_Supplied records_
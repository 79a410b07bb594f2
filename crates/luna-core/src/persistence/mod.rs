//! Engine-agnostic persistence collaborator.
//!
//! Registries composed with database support receive a [`Persistence`]
//! handle from the registry manager and use it to store one row per entity.
//! Rows are field bags keyed by column name.

mod memory;
mod sqlite;

pub use memory::MemoryStore;
pub use sqlite::SqliteStore;

use crate::error::Result;
use crate::types::EntityType;
use serde_json::Value;
use std::collections::BTreeMap;

/// A persisted row: column name -> value.
pub type Row = BTreeMap<String, Value>;

/// Column holding the store-assigned integer row id.
pub const ID_COLUMN: &str = "id";

/// JSON column holding row fields that have no column of their own.
pub const EXTRA_COLUMN: &str = "extra";

/// Result of a successful upsert.
#[derive(Debug, Clone, Copy, PartialEq, Eq)]
pub enum UpsertOutcome {
    /// An existing row was updated in place.
    Updated,
    /// A new row was inserted with this id.
    Inserted(i64),
}

/// Storage class of a column.
#[derive(Debug, Clone, Copy, PartialEq, Eq)]
pub enum ColumnType {
    /// Store-assigned integer primary key.
    Id,
    Text,
    /// Arbitrary JSON value, stored as text.
    Json,
}

#[derive(Debug, Clone, Copy, PartialEq, Eq)]
pub struct Column {
    pub name: &'static str,
    pub kind: ColumnType,
}

const fn col(name: &'static str, kind: ColumnType) -> Column {
    Column { name, kind }
}

/// Schema of one persisted entity table.
#[derive(Debug, Clone, Copy, PartialEq, Eq)]
pub struct TableSpec {
    pub name: &'static str,
    pub columns: &'static [Column],
}

impl TableSpec {
    pub fn column(&self, name: &str) -> Option<&Column> {
        self.columns.iter().find(|c| c.name == name)
    }
}

pub const PROJECT_TABLE: TableSpec = TableSpec {
    name: "project",
    columns: &[
        col("id", ColumnType::Id),
        col("uuid", ColumnType::Text),
        col("name", ColumnType::Text),
        col("date_created", ColumnType::Text),
        col("title", ColumnType::Text),
        col("emoji", ColumnType::Text),
        col("config", ColumnType::Json),
        col("extra", ColumnType::Json),
    ],
};

pub const INTEGRATION_TABLE: TableSpec = TableSpec {
    name: "integration",
    columns: &[
        col("id", ColumnType::Id),
        col("uuid", ColumnType::Text),
        col("name", ColumnType::Text),
        col("date_created", ColumnType::Text),
        col("config", ColumnType::Json),
        col("submodule", ColumnType::Text),
        col("title", ColumnType::Text),
        col("emoji", ColumnType::Text),
        col("extra", ColumnType::Json),
    ],
};

pub const PROJECT_INTEGRATION_TABLE: TableSpec = TableSpec {
    name: "project_integration",
    columns: &[
        col("id", ColumnType::Id),
        col("uuid", ColumnType::Text),
        col("name", ColumnType::Text),
        col("config", ColumnType::Json),
        col("date_created", ColumnType::Text),
        col("project_uuid", ColumnType::Text),
        col("integration_uuid", ColumnType::Text),
        col("extra", ColumnType::Json),
    ],
};

/// Every persisted table.
pub static TABLES: [TableSpec; 3] = [PROJECT_TABLE, INTEGRATION_TABLE, PROJECT_INTEGRATION_TABLE];

/// Table for `entity_type`, if that type is persisted.
pub fn table_for(entity_type: EntityType) -> Option<&'static TableSpec> {
    let name = entity_type.table_name()?;
    TABLES.iter().find(|table| table.name == name)
}

/// Storage backend for entity rows.
///
/// Implementations must make every write atomic: a failed call leaves the
/// store as it was. Row fields without a column of their own must survive
/// a round trip through `upsert` and `select_all`.
pub trait Persistence: Send + Sync {
    /// Implementation name (`sqlite`, `memory`).
    fn name(&self) -> &str;

    /// Create any missing tables.
    fn ensure_tables(&self, tables: &[TableSpec]) -> Result<()>;

    /// Insert `row`, or update it in place when it carries an existing id.
    fn upsert(&self, table: &str, row: &Row) -> Result<UpsertOutcome>;

    /// Delete the row with store id `id`.
    fn delete(&self, table: &str, id: i64) -> Result<()>;

    /// All rows of `table`, ordered by id.
    fn select_all(&self, table: &str) -> Result<Vec<Row>>;

    /// Remove every row from every table.
    fn clear(&self) -> Result<()>;

    /// Check the store is reachable.
    fn ping(&self) -> Result<()>;

    /// Run `work` as one atomic unit.
    ///
    /// Store calls made from inside `work` on the same thread join the open
    /// transaction instead of waiting for it. Everything `work` wrote is
    /// rolled back when it returns an error.
    fn transaction(&self, work: &mut dyn FnMut() -> Result<()>) -> Result<()>;
}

_Activity_
Give back every line of the material, exactly as written.

_Your solution_
repository 79a410b07bb594f2
filename crates/luna-core/src/persistence/mod.rs
//! Engine-agnostic persistence collaborator.
//!
//! Registries composed with database support receive a [`Persistence`]
//! handle from the registry manager and use it to store one row per entity.
//! Rows are field bags keyed by column name.

mod memory;
mod sqlite;

pub use memory::MemoryStore;
pub use sqlite::SqliteStore;

use crate::error::Result;
use crate::types::EntityType;
use serde_json::Value;
use std::collections::BTreeMap;

/// A persisted row: column name -> value.
pub type Row = BTreeMap<String, Value>;

/// Column holding the store-assigned integer row id.
pub const ID_COLUMN: &str = "id";

/// JSON column holding row fields that have no column of their own.
pub const EXTRA_COLUMN: &str = "extra";

/// Result of a successful upsert.
#[derive(Debug, Clone, Copy, PartialEq, Eq)]
pub enum UpsertOutcome {
    /// An existing row was updated in place.
    Updated,
    /// A new row was inserted with this id.
    Inserted(i64),
}

/// Storage class of a column.
#[derive(Debug, Clone, Copy, PartialEq, Eq)]
pub enum ColumnType {
    /// Store-assigned integer primary key.
    Id,
    Text,
    /// Arbitrary JSON value, stored as text.
    Json,
}

#[derive(Debug, Clone, Copy, PartialEq, Eq)]
pub struct Column {
    pub name: &'static str,
    pub kind: ColumnType,
}

const fn col(name: &'static str, kind: ColumnType) -> Column {
    Column { name, kind }
}

/// Schema of one persisted entity table.
#[derive(Debug, Clone, Copy, PartialEq, Eq)]
pub struct TableSpec {
    pub name: &'static str,
    pub columns: &'static [Column],
}

impl TableSpec {
    pub fn column(&self, name: &str) -> Option<&Column> {
        self.columns.iter().find(|c| c.name == name)
    }
}

pub const PROJECT_TABLE: TableSpec = TableSpec {
    name: "project",
    columns: &[
        col("id", ColumnType::Id),
        col("uuid", ColumnType::Text),
        col("name", ColumnType::Text),
        col("date_created", ColumnType::Text),
        col("title", ColumnType::Text),
        col("emoji", ColumnType::Text),
        col("config", ColumnType::Json),
        col("extra", ColumnType::Json),
    ],
};

pub const INTEGRATION_TABLE: TableSpec = TableSpec {
    name: "integration",
    columns: &[
        col("id", ColumnType::Id),
        col("uuid", ColumnType::Text),
        col("name", ColumnType::Text),
        col("date_created", ColumnType::Text),
        col("config", ColumnType::Json),
        col("submodule", ColumnType::Text),
        col("title", ColumnType::Text),
        col("emoji", ColumnType::Text),
        col("extra", ColumnType::Json),
    ],
};

pub const PROJECT_INTEGRATION_TABLE: TableSpec = TableSpec {
    name: "project_integration",
    columns: &[
        col("id", ColumnType::Id),
        col("uuid", ColumnType::Text),
        col("name", ColumnType::Text),
        col("config", ColumnType::Json),
        col("date_created", ColumnType::Text),
        col("project_uuid", ColumnType::Text),
        col("integration_uuid", ColumnType::Text),
        col("extra", ColumnType::Json),
    ],
};

/// Every persisted table.
pub static TABLES: [TableSpec; 3] = [PROJECT_TABLE, INTEGRATION_TABLE, PROJECT_INTEGRATION_TABLE];

/// Table for `entity_type`, if that type is persisted.
pub fn table_for(entity_type: EntityType) -> Option<&'static TableSpec> {
    let name = entity_type.table_name()?;
    TABLES.iter().find(|table| table.name == name)
}

/// Storage backend for entity rows.
///
/// Implementations must make every write atomic: a failed call leaves the
/// store as it was. Row fields without a column of their own must survive
/// a round trip through `upsert` and `select_all`.
pub trait Persistence: Send + Sync {
    /// Implementation name (`sqlite`, `memory`).
    fn name(&self) -> &str;

    /// Create any missing tables.
    fn ensure_tables(&self, tables: &[TableSpec]) -> Result<()>;

    /// Insert `row`, or update it in place when it carries an existing id.
    fn upsert(&self, table: &str, row: &Row) -> Result<UpsertOutcome>;

    /// Delete the row with store id `id`.
    fn delete(&self, table: &str, id: i64) -> Result<()>;

    /// All rows of `table`, ordered by id.
    fn select_all(&self, table: &str) -> Result<Vec<Row>>;

    /// Remove every row from every table.
    fn clear(&self) -> Result<()>;

    /// Check the store is reachable.
    fn ping(&self) -> Result<()>;

    /// Run `work` as one atomic unit.
    ///
    /// Store calls made from inside `work` on the same thread join the open
    /// transaction instead of waiting for it. Everything `work` wrote is
    /// rolled back when it returns an error.
    fn transaction(&self, work: &mut dyn FnMut() -> Result<()>) -> Result<()>;
}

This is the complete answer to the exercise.